Quand Shevek se réveilla, après avoir dormi durant toute sa première matinée passée sur Urras, il avait le nez bouché, mal à la gorge, et il toussait beaucoup. Il pensa qu’il avait attrapé un rhume – même l’hygiène odonienne n’avait pas vaincu le rhume simple – mais le docteur qui attendait son réveil pour l’examiner, un homme distingué d’un certain âge, lui dit qu’il s’agissait plus vraisemblablement d’une forte fièvre des foins, une réaction allergique aux poussières et aux pollens étrangers d’Urras. Il sortit des pilules et une seringue, que Shevek accepta patiemment, et lui donna un repas, que Shevek accepta voracement. Le docteur lui demanda de rester dans son appartement, et le quitta. Dès qu’il eut fini de manger, il commença son exploration d’Urras, pièce par pièce.

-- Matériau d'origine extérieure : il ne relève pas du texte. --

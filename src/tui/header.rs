//! Unified header component
//!
//! Provides a consistent header across all views with:
//! - Breadcrumb navigation
//! - Optional suffix (e.g., display window status)
//! - Header notifications (shown after breadcrumb)
//! - Running countdown readout (right-aligned)

use ratatui::prelude::*;
use ratatui::widgets::{Block, Borders, Paragraph};

use crate::presentation::format_precise;
use crate::timer::TimerState;
use crate::tui::header_notifications::HeaderNotificationManager;
use crate::tui::theme::theme;
use crate::tui::views::Breadcrumb;

/// Unified header component for all views
pub struct Header<'a> {
    /// Breadcrumb navigation path
    breadcrumb: Breadcrumb,
    /// Optional suffix text (e.g., "(display open)")
    suffix: Option<String>,
    /// Timer state for the right-aligned countdown readout
    timer: Option<&'a TimerState>,
    /// Header notifications manager
    notifications: Option<&'a HeaderNotificationManager>,
}

impl<'a> Header<'a> {
    /// Create a new header with the given breadcrumb
    pub fn new(breadcrumb: Breadcrumb) -> Self {
        Self {
            breadcrumb,
            suffix: None,
            timer: None,
            notifications: None,
        }
    }

    /// Add a suffix to the header (e.g., display status)
    pub fn with_suffix(mut self, suffix: impl Into<String>) -> Self {
        let s = suffix.into();
        if !s.is_empty() {
            self.suffix = Some(s);
        }
        self
    }

    /// Add the countdown readout (shown only while the timer is running)
    pub fn with_timer(mut self, timer: Option<&'a TimerState>) -> Self {
        self.timer = timer;
        self
    }

    /// Add header notifications
    pub fn with_notifications(
        mut self,
        notifications: Option<&'a HeaderNotificationManager>,
    ) -> Self {
        self.notifications = notifications;
        self
    }

    /// Render the header to the given area
    pub fn render(&self, frame: &mut Frame, area: Rect) {
        let t = theme();

        // Build the left side content
        let mut left_parts = Vec::new();

        // Breadcrumb
        let breadcrumb_text = if let Some(suffix) = &self.suffix {
            self.breadcrumb.display_with_suffix(suffix)
        } else {
            self.breadcrumb.display()
        };
        left_parts.push(breadcrumb_text);

        // Notification message (if any)
        let notification_msg = self.notifications.and_then(|n| n.current_message());
        if let Some(msg) = notification_msg {
            left_parts.push(format!("| {}", msg));
        }

        let left_text = left_parts.join(" ");

        // Build the right side content
        let mut right_spans: Vec<Span> = Vec::new();

        // Countdown readout while running
        if let Some(state) = self.timer {
            if state.is_running {
                right_spans.push(Span::styled(
                    format!("\u{23F1} {}", format_precise(&state.time)),
                    Style::default().fg(t.timer_running),
                ));
            }
        }

        // Calculate layout
        let width = area.width.saturating_sub(2) as usize; // Account for borders
        let left_len = left_text.chars().count();
        let right_text: String = right_spans.iter().map(|s| s.content.as_ref()).collect();
        let right_len = right_text.chars().count();

        // Build the final line with padding
        let padding = width.saturating_sub(left_len + right_len);

        let mut line_spans = vec![Span::raw(left_text)];
        if padding > 0 {
            line_spans.push(Span::raw(" ".repeat(padding)));
        }
        line_spans.extend(right_spans);

        let paragraph = Paragraph::new(Line::from(line_spans))
            .style(t.header_style())
            .block(Block::default().borders(Borders::BOTTOM));

        frame.render_widget(paragraph, area);
    }
}

/// Height constant for the header (including bottom border)
pub const HEADER_HEIGHT: u16 = 3;

#[cfg(test)]
mod tests {
    use super::*;
    use crate::timer::TimerValue;

    #[test]
    fn test_header_creation() {
        let breadcrumb = Breadcrumb::new().push("Podium");
        let header = Header::new(breadcrumb);
        assert!(header.suffix.is_none());
        assert!(header.timer.is_none());
    }

    #[test]
    fn test_header_with_suffix() {
        let breadcrumb = Breadcrumb::new().push("Podium");
        let header = Header::new(breadcrumb).with_suffix("(display open)");
        assert_eq!(header.suffix, Some("(display open)".to_string()));
    }

    #[test]
    fn test_header_with_timer() {
        let breadcrumb = Breadcrumb::new().push("Podium");
        let state = TimerState {
            time: TimerValue::new(0, 5, 0),
            is_running: true,
            org_logo: None,
            event_logo: None,
        };
        let header = Header::new(breadcrumb).with_timer(Some(&state));
        assert!(header.timer.is_some());
    }

    #[test]
    fn test_empty_suffix_ignored() {
        let breadcrumb = Breadcrumb::new().push("Podium");
        let header = Header::new(breadcrumb).with_suffix("");
        assert!(header.suffix.is_none());
    }
}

Le lit – un lit massif sur quatre pieds, avec un matelas bien plus doux que celui de sa couchette à bord de L’Attentif, et des draps et couvertures compliqués, certains en soie et d’autres épais et chauds, et un tas d’oreillers comme un cumulus nuageux – le lit occupait une chambre à lui tout seul. Le sol était couvert d’un tapis élastique ; il y avait un coffre à tiroirs en bois merveilleusement sculpté et poli, et un placard assez grand pour contenir les vêtements d’un dortoir de dix hommes. Puis il y avait la grande salle commune avec l’âtre, qu’il avait vue la nuit précédente ; et une troisième pièce, qui contenait une baignoire, un lavabo et un sanitaire élaboré. Cette pièce était visiblement réservée à son seul usage, puisqu’elle donnait dans sa chambre, et ne renfermait qu’un élément de chaque genre, bien que chacun fût d’un luxe sensuel qui dépassait de loin l’érotisme simple et participait, dans l’esprit de Shevek, à une sorte d’apothéose ultime de l’excrément. Il passa près d’une heure dans cette troisième pièce, employant chaque élément l’un après l’autre, ce qui eut pour effet de le rendre très propre. L’eau était merveilleusement abondante. Les robinets continuaient à couler tant qu’on ne les fermait pas ; la baignoire devait contenir une soixantaine de litres, et la cuvette d’aisance devait bien utiliser cinq litres à chaque fois. Ce n’était pas vraiment surprenant. Les cinq sixièmes d’Urras étaient couverts d’eau. Même ses déserts étaient des déserts de glace, aux pôles. Pas besoin d’économiser ; pas de sécheresse… Mais que devenait la merde ? Il rumina ce problème, s’agenouillant à côté de la cuvette après avoir étudié son mécanisme. Ils devaient la filtrer de l’eau dans une usine d’engrais. Il y avait des communautés littorales sur Anarres qui utilisaient un tel système pour la récupération. Il avait l’intention de demander ce qu’il en était, mais ne le fit jamais. Il y eut beaucoup de questions qu’il ne posa jamais sur Urras.